Logo Bloomberg Technoz

Kreator Bakal Merugi Akibat AI Generatif pada 2028

Farid Nurhakim
27 February 2026 05:00

Konten kreator melakukan syuting tentang edukasi anak usia dini di Bekasi, Jawa Barat, Rabu (15/10/2025). (Bloomberg Technoz/Andrean Kristianto)
Konten kreator melakukan syuting tentang edukasi anak usia dini di Bekasi, Jawa Barat, Rabu (15/10/2025). (Bloomberg Technoz/Andrean Kristianto)
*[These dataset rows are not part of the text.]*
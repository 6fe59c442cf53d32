//! OTP route handlers for password recovery.

use axum::{Json, extract::State, response::IntoResponse};
use serde::Deserialize;
use tracing::instrument;

use crate::error::AppError;
use crate::response::ApiResponse;
use crate::routes::auth::parse_email;
use crate::state::AppState;

/// OTP request body.
#[derive(Debug, Deserialize)]
pub struct OtpRequestBody {
    pub email: String,
}

/// OTP verification body.
#[derive(Debug, Deserialize)]
pub struct OtpVerifyBody {
    pub email: String,
    pub otp: String,
}

/// Request a recovery code by email.
///
/// # Errors
///
/// Returns 429 while the per-email cooldown is in effect.
#[instrument(skip(state, body), fields(email = %body.email))]
pub async fn request(
    State(state): State<AppState>,
    Json(body): Json<OtpRequestBody>,
) -> Result<impl IntoResponse, AppError> {
    let email = parse_email(&body.email)?;
    state.otp().request(&email).await?;

    Ok(Json(ApiResponse::message("OTP sent successfully.")))
}

/// Verify a recovery code. Consuming: a verified code cannot be reused.
///
/// # Errors
///
/// Returns 400 when the code is wrong, expired, or already used.
#[instrument(skip(state, body), fields(email = %body.email))]
pub async fn verify(
    State(state): State<AppState>,
    Json(body): Json<OtpVerifyBody>,
) -> Result<impl IntoResponse, AppError> {
    let email = parse_email(&body.email)?;
    state.otp().verify(&email, &body.otp).await?;

    Ok(Json(ApiResponse::message("OTP verified successfully.")))
}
Bloomberg Technoz, Jakarta - Organisasi Pendidikan, Ilmu Pengetahuan, dan Kebudayaan Perserikatan Bangsa-Bangsa (UNESCO) memproyeksikan para kreator mengalami kerugian pendapatan secara global hingga 24% pada 2028 mendatang akibat munculnya kecerdasan buatan generatif atau AI generatif (generative AI).
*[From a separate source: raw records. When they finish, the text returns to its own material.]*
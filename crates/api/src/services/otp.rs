//! One-time code issuance and verification for password recovery.
//!
//! Per email the code lifecycle is: none → issued → (verified | expired),
//! where a re-request collapses back to issued by consuming the prior code.

use chrono::{DateTime, Duration, Utc};
use sqlx::PgPool;

use gxi_core::Email;

use crate::config::OtpConfig;
use crate::db::{IssueOutcome, OtpRepository};
use crate::error::AppError;
use crate::models::OtpCode;
use crate::services::EmailService;

/// OTP issuance and redemption.
#[derive(Clone)]
pub struct OtpService {
    pool: PgPool,
    config: OtpConfig,
    email: EmailService,
}

impl OtpService {
    /// Create a new OTP service.
    #[must_use]
    pub const fn new(pool: PgPool, config: OtpConfig, email: EmailService) -> Self {
        Self {
            pool,
            config,
            email,
        }
    }

    /// Issue a fresh code for an email and dispatch it in the background.
    ///
    /// Succeeds whether or not an account exists for the email, so the
    /// endpoint cannot be used to enumerate accounts.
    ///
    /// # Errors
    ///
    /// Returns `AppError::TooManyRequests` while a valid code issued within
    /// the cooldown window exists.
    pub async fn request(&self, email: &Email) -> Result<(), AppError> {
        let repo = OtpRepository::new(&self.pool);
        let now = Utc::now();
        let code = generate_otp_code();
        let expires_at = now + Duration::minutes(self.config.ttl_mins);

        // The repository decides issued-vs-throttled under a per-email lock,
        // so two simultaneous requests cannot both mint a code.
        let issued = match repo
            .issue(email, &code, now, expires_at, self.config.cooldown_secs)
            .await?
        {
            IssueOutcome::Issued(issued) => issued,
            IssueOutcome::Throttled(existing) => {
                let wait =
                    cooldown_remaining(&existing, now, self.config.cooldown_secs).unwrap_or(1);
                return Err(AppError::TooManyRequests(format!(
                    "An OTP was sent recently. Try again in {wait} seconds."
                )));
            }
        };

        self.email.send_otp_code_in_background(email, &issued.code);

        tracing::info!(email = %email, "OTP issued");
        Ok(())
    }

    /// Redeem a code. Consuming: a verified code cannot be used again.
    ///
    /// # Errors
    ///
    /// Returns `AppError::InvalidOrExpiredOtp` on mismatch, expiry, or reuse.
    pub async fn verify(&self, email: &Email, code: &str) -> Result<(), AppError> {
        let repo = OtpRepository::new(&self.pool);
        let redeemed = repo.consume(email, code, Utc::now()).await?;

        if !redeemed {
            return Err(AppError::InvalidOrExpiredOtp);
        }

        tracing::info!(email = %email, "OTP verified");
        Ok(())
    }
}

/// Seconds left before a new code may be requested, or `None` when the
/// cooldown has elapsed.
fn cooldown_remaining(existing: &OtpCode, now: DateTime<Utc>, cooldown_secs: i64) -> Option<i64> {
    let elapsed = (now - existing.created_at).num_seconds();
    let remaining = cooldown_secs - elapsed;
    (remaining > 0).then_some(remaining)
}

/// Generate a 6-digit recovery code.
#[must_use]
pub fn generate_otp_code() -> String {
    use rand::Rng;
    let code: u32 = rand::rng().random_range(100_000..1_000_000);
    code.to_string()
}

#[cfg(test)]
mod tests {
    use super::*;
    use gxi_core::OtpId;

    fn issued_at(secs_ago: i64) -> OtpCode {
        let now = Utc::now();
        OtpCode {
            id: OtpId::new(1),
            email: "a@x.com".to_string(),
            code: "123456".to_string(),
            created_at: now - Duration::seconds(secs_ago),
            expires_at: now + Duration::minutes(10),
            consumed: false,
        }
    }

    #[test]
    fn test_generate_otp_code_format() {
        let code = generate_otp_code();
        assert_eq!(code.len(), 6);
        assert!(code.chars().all(|c| c.is_ascii_digit()));
    }

    #[test]
    fn test_generate_otp_code_range() {
        for _ in 0..100 {
            let code: u32 = generate_otp_code().parse().expect("valid number");
            assert!(code >= 100_000);
            assert!(code < 1_000_000);
        }
    }

    #[test]
    fn test_cooldown_active_just_after_issue() {
        let existing = issued_at(10);
        let remaining = cooldown_remaining(&existing, Utc::now(), 60);
        assert!(matches!(remaining, Some(wait) if wait > 0 && wait <= 50));
    }

    #[test]
    fn test_cooldown_elapsed() {
        let existing = issued_at(61);
        assert_eq!(cooldown_remaining(&existing, Utc::now(), 60), None);
    }

    #[test]
    fn test_cooldown_boundary() {
        let now = Utc::now();
        let existing = OtpCode {
            created_at: now - Duration::seconds(60),
            ..issued_at(0)
        };
        assert_eq!(cooldown_remaining(&existing, now, 60), None);
    }
}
Hal ini berdasarkan edisi terbaru dari laporan UNESCO bertajuk “Re-Shaping Policies for Creativity” (Membentuk Ulang Kebijakan untuk Kreativitas.

“Pada tahun 2028, dampak dari keluaran AI Generatif diproyeksikan akan mengakibatkan kerugian pendapatan global sebesar 24% bagi pencipta musik dan 21% bagi pencipta audiovisual,” kata UNESCO, dilansir laman resminya, Jumat (27/2/2026).
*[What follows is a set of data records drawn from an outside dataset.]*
//! Rate limiting middleware using governor and `tower_governor`.
//!
//! Unauthenticated account endpoints (register, login, OTP, password reset)
//! share one strict per-IP limiter; everything else is unlimited.

use std::net::{IpAddr, SocketAddr};
use std::sync::Arc;

use axum::extract::ConnectInfo;
use axum::http::Request;
use governor::clock::QuantaInstant;
use governor::middleware::NoOpMiddleware;
use tower_governor::{GovernorError, GovernorLayer, governor::GovernorConfigBuilder};

/// Key extractor that prefers proxy headers and falls back to the peer
/// address from `ConnectInfo`.
#[derive(Clone, Copy)]
pub struct ClientIpKeyExtractor;

impl tower_governor::key_extractor::KeyExtractor for ClientIpKeyExtractor {
    type Key = IpAddr;

    fn extract<T>(&self, req: &Request<T>) -> Result<Self::Key, GovernorError> {
        let headers = req.headers();

        // X-Forwarded-For: first IP in the chain
        if let Some(ip) = headers
            .get("x-forwarded-for")
            .and_then(|v| v.to_str().ok())
            .and_then(|s| s.split(',').next())
            .and_then(|s| s.trim().parse::<IpAddr>().ok())
        {
            return Ok(ip);
        }

        if let Some(ip) = headers
            .get("x-real-ip")
            .and_then(|v| v.to_str().ok())
            .and_then(|s| s.trim().parse::<IpAddr>().ok())
        {
            return Ok(ip);
        }

        // Direct connection
        if let Some(ConnectInfo(addr)) = req.extensions().get::<ConnectInfo<SocketAddr>>() {
            return Ok(addr.ip());
        }

        Err(GovernorError::UnableToExtractKey)
    }
}

/// Rate limiter layer type for Axum.
pub type RateLimiterLayer =
    GovernorLayer<ClientIpKeyExtractor, NoOpMiddleware<QuantaInstant>, axum::body::Body>;

/// Create the rate limiter for account endpoints: ~10 requests per minute
/// per IP (1 token every 6 seconds, burst of 5). This slows brute force on
/// login and OTP guessing.
///
/// # Panics
///
/// This function will not panic. The configuration uses only valid positive
/// integers (`per_second(6)` and `burst_size(5)`), which are always accepted
/// by `GovernorConfigBuilder`.
#[must_use]
pub fn auth_rate_limiter() -> RateLimiterLayer {
    let config = GovernorConfigBuilder::default()
        .key_extractor(ClientIpKeyExtractor)
        .per_second(6)
        .burst_size(5)
        .finish()
        .expect("rate limiter config with per_second(6) and burst_size(5) is valid");
    GovernorLayer::new(Arc::new(config))
}

#[cfg(test)]
mod tests {
    use super::*;
    use tower_governor::key_extractor::KeyExtractor;

    fn request_with_header(name: &str, value: &str) -> Request<()> {
        Request::builder()
            .uri("/")
            .header(name, value)
            .body(())
            .expect("valid request")
    }

    #[test]
    fn test_forwarded_for_takes_first_ip() {
        let req = request_with_header("x-forwarded-for", "203.0.113.7, 10.0.0.1");
        let key = ClientIpKeyExtractor.extract(&req).expect("key");
        assert_eq!(key.to_string(), "203.0.113.7");
    }

    #[test]
    fn test_real_ip_fallback() {
        let req = request_with_header("x-real-ip", "198.51.100.4");
        let key = ClientIpKeyExtractor.extract(&req).expect("key");
        assert_eq!(key.to_string(), "198.51.100.4");
    }

    #[test]
    fn test_connect_info_fallback() {
        let mut req = Request::builder().uri("/").body(()).expect("valid request");
        let addr: SocketAddr = "192.0.2.9:55555".parse().expect("valid addr");
        req.extensions_mut().insert(ConnectInfo(addr));
        let key = ClientIpKeyExtractor.extract(&req).expect("key");
        assert_eq!(key.to_string(), "192.0.2.9");
    }

    #[test]
    fn test_no_source_is_an_error() {
        let req = Request::builder().uri("/").body(()).expect("valid request");
        assert!(ClientIpKeyExtractor.extract(&req).is_err());
    }
}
Meskipun teknologi digital telah memperluas akses ke alat dan audiens kreatif, juga sudah memperparah ketidaksetaraan dan ketidakpastian ekonomi. Secara data, pendapatan dari layanan digital kini mewakili 35% dari jumlah penghasilan kreator secara global, angkanya naik dari 17% pada 2018.

“Menandai pergeseran struktural yang disertai dengan ketidakstabilan pendapatan dan peningkatan risiko pelanggaran hak kekayaan intelektual,” ujar UNESCO.